白やピンク、黄色など様々な色と形の薔薇、濃淡様々な紫色のライラック、白い小さな花が可愛らしいサンザシ。
そんな花々にも負けない、色鮮やかで美しいドレスを纏った女性たちと談笑する青年たち。
植物園はこの時期、若者たちの社交場になっているのだ。
しかしそんな植物園の片隅。
日陰に設置されているベンチではベティが一人、どんよりとした空気を渦巻かせていた。
「やはり、私はこういう場所には合わない……」
キシリ、と身に纏ったドレスを軋ませながらベティは背中を丸める。
今日は休日で、婚活中なベティは出会いを求めて若者が集まるという王立植物園へと来ていたのだ。

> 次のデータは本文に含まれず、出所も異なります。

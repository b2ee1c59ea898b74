//! Snapshot-based undo/redo

use bevy_level_core::Level;
use std::collections::VecDeque;

/// Default number of undo steps kept
pub const DEFAULT_UNDO_LIMIT: usize = 100;

/// Whole-level state captured before (undo) or after (redo) a committed operation
#[derive(Debug, Clone)]
pub struct LevelSnapshot {
    pub level: Level,
    pub description: String,
}

impl LevelSnapshot {
    pub fn new(level: Level, description: impl Into<String>) -> Self {
        Self {
            level,
            description: description.into(),
        }
    }
}

/// Stores level snapshots for undo/redo
#[derive(Debug)]
pub struct CommandHistory {
    /// Oldest snapshot at the front
    undo_stack: VecDeque<LevelSnapshot>,
    redo_stack: Vec<LevelSnapshot>,
    limit: usize,
}

impl Default for CommandHistory {
    fn default() -> Self {
        Self::with_limit(DEFAULT_UNDO_LIMIT)
    }
}

impl CommandHistory {
    pub fn with_limit(limit: usize) -> Self {
        Self {
            undo_stack: VecDeque::new(),
            redo_stack: Vec::new(),
            limit: limit.max(1),
        }
    }

    /// Record the state from before a mutation that has already been applied.
    /// Clears the redo stack.
    pub fn push_undo(&mut self, snapshot: LevelSnapshot) {
        self.undo_stack.push_back(snapshot);
        while self.undo_stack.len() > self.limit {
            self.undo_stack.pop_front();
        }
        self.redo_stack.clear();
    }

    /// Pop the last snapshot, parking `current` on the redo stack.
    ///
    /// Returns the level to restore.
    pub fn undo(&mut self, current: Level) -> Option<Level> {
        let snapshot = self.undo_stack.pop_back()?;
        self.redo_stack
            .push(LevelSnapshot::new(current, snapshot.description.clone()));
        Some(snapshot.level)
    }

    /// Mirror of [`undo`](Self::undo)
    pub fn redo(&mut self, current: Level) -> Option<Level> {
        let snapshot = self.redo_stack.pop()?;
        self.undo_stack
            .push_back(LevelSnapshot::new(current, snapshot.description.clone()));
        Some(snapshot.level)
    }

    pub fn can_undo(&self) -> bool {
        !self.undo_stack.is_empty()
    }

    pub fn can_redo(&self) -> bool {
        !self.redo_stack.is_empty()
    }

    /// Get description of the operation to undo
    pub fn undo_description(&self) -> Option<&str> {
        self.undo_stack.back().map(|s| s.description.as_str())
    }

    /// Get description of the operation to redo
    pub fn redo_description(&self) -> Option<&str> {
        self.redo_stack.last().map(|s| s.description.as_str())
    }

    pub fn undo_len(&self) -> usize {
        self.undo_stack.len()
    }

    pub fn clear(&mut self) {
        self.undo_stack.clear();
        self.redo_stack.clear();
    }
}

#[cfg(test)]
mod tests {
    use super::*;

    fn level_with(tile: &str) -> Level {
        let mut level = Level::new("history", 4, 4);
        level.grid.set(tile, 0, 0, false, None);
        level
    }

    #[test]
    fn test_undo_then_redo() {
        let mut history = CommandHistory::default();
        let before = level_with("a");
        let after = level_with("b");
        history.push_undo(LevelSnapshot::new(before.clone(), "Place tiles"));
        assert_eq!(history.undo_description(), Some("Place tiles"));

        let restored = history.undo(after.clone()).unwrap();
        assert_eq!(restored, before);
        assert!(history.can_redo());
        assert_eq!(history.redo_description(), Some("Place tiles"));

        let redone = history.redo(restored).unwrap();
        assert_eq!(redone, after);
        assert!(history.can_undo());
        assert!(!history.can_redo());
    }

    #[test]
    fn test_new_push_clears_redo() {
        let mut history = CommandHistory::default();
        history.push_undo(LevelSnapshot::new(level_with("a"), "one"));
        history.undo(level_with("b"));
        assert!(history.can_redo());
        history.push_undo(LevelSnapshot::new(level_with("c"), "two"));
        assert!(!history.can_redo());
    }

    #[test]
    fn test_limit_drops_oldest() {
        let mut history = CommandHistory::with_limit(2);
        for name in ["a", "b", "c"] {
            history.push_undo(LevelSnapshot::new(level_with(name), name));
        }
        assert_eq!(history.undo_len(), 2);
        let newest = history.undo(level_with("d")).unwrap();
        assert_eq!(newest.grid.tile_at(0, 0), Some("c"));
        let older = history.undo(newest).unwrap();
        assert_eq!(older.grid.tile_at(0, 0), Some("b"));
        assert!(history.undo(older).is_none());
    }

    #[test]
    fn test_undo_on_empty_history() {
        let mut history = CommandHistory::default();
        assert!(history.undo(level_with("a")).is_none());
        assert!(!history.can_redo());
    }
}
//! Ping-pong progress and polyline interpolation

use bevy_level_core::Movement;

/// Fold any progress value into the forward position in `[0, 1]`.
///
/// Progress is taken modulo 2; the `1..2` half walks the path backward.
pub fn reflect_progress(progress: f32) -> f32 {
    let wrapped = progress.rem_euclid(2.0);
    if wrapped > 1.0 {
        2.0 - wrapped
    } else {
        wrapped
    }
}

/// Advance progress by `speed * dt` world units along a path of `length`.
///
/// Returns `None` for a zero-length path, which cannot be traversed.
pub fn advance_progress(progress: f32, speed: f32, dt: f32, length: f32) -> Option<f32> {
    if length <= 0.0 {
        return None;
    }
    Some((progress + speed * dt / length).rem_euclid(2.0))
}

/// Point on the polyline at normalized position `t` in `[0, 1]`.
///
/// `t` is spread evenly over segments, not over arc length.
pub fn point_on_path(path: &[[f32; 2]], t: f32) -> Option<[f32; 2]> {
    match path {
        [] => None,
        [only] => Some(*only),
        _ => {
            let segments = path.len() - 1;
            let scaled = t.clamp(0.0, 1.0) * segments as f32;
            let index = (scaled.floor() as usize).min(segments - 1);
            let local = scaled - index as f32;
            let (a, b) = (path[index], path[index + 1]);
            Some([a[0] + (b[0] - a[0]) * local, a[1] + (b[1] - a[1]) * local])
        }
    }
}

/// Center of a moving object at the given raw progress
pub fn center_at(movement: &Movement, progress: f32) -> Option<[f32; 2]> {
    point_on_path(&movement.path, reflect_progress(progress))
}

/// Bottom-left corner of a box of `size` centered on `center`
pub fn origin_from_center(center: [f32; 2], size: [f32; 2]) -> [f32; 2] {
    [center[0] - size[0] / 2.0, center[1] - size[1] / 2.0]
}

ブルーグレーという落ち着いた色合いだが、流行に合わせたドレスを身に纏ったベティはしかし、若者たちの輪には入れなかった。
ぼんやりと見つめる先では、ふわふわと可愛らしいドレスが良く似合う可憐な女性たちが美しい笑みを周囲に振り撒いている。
今のドレスの流行は、ふんわり丸いパフスリーブに、ふわふわと膨らませたスカートという可愛らしいシルエットなのだ。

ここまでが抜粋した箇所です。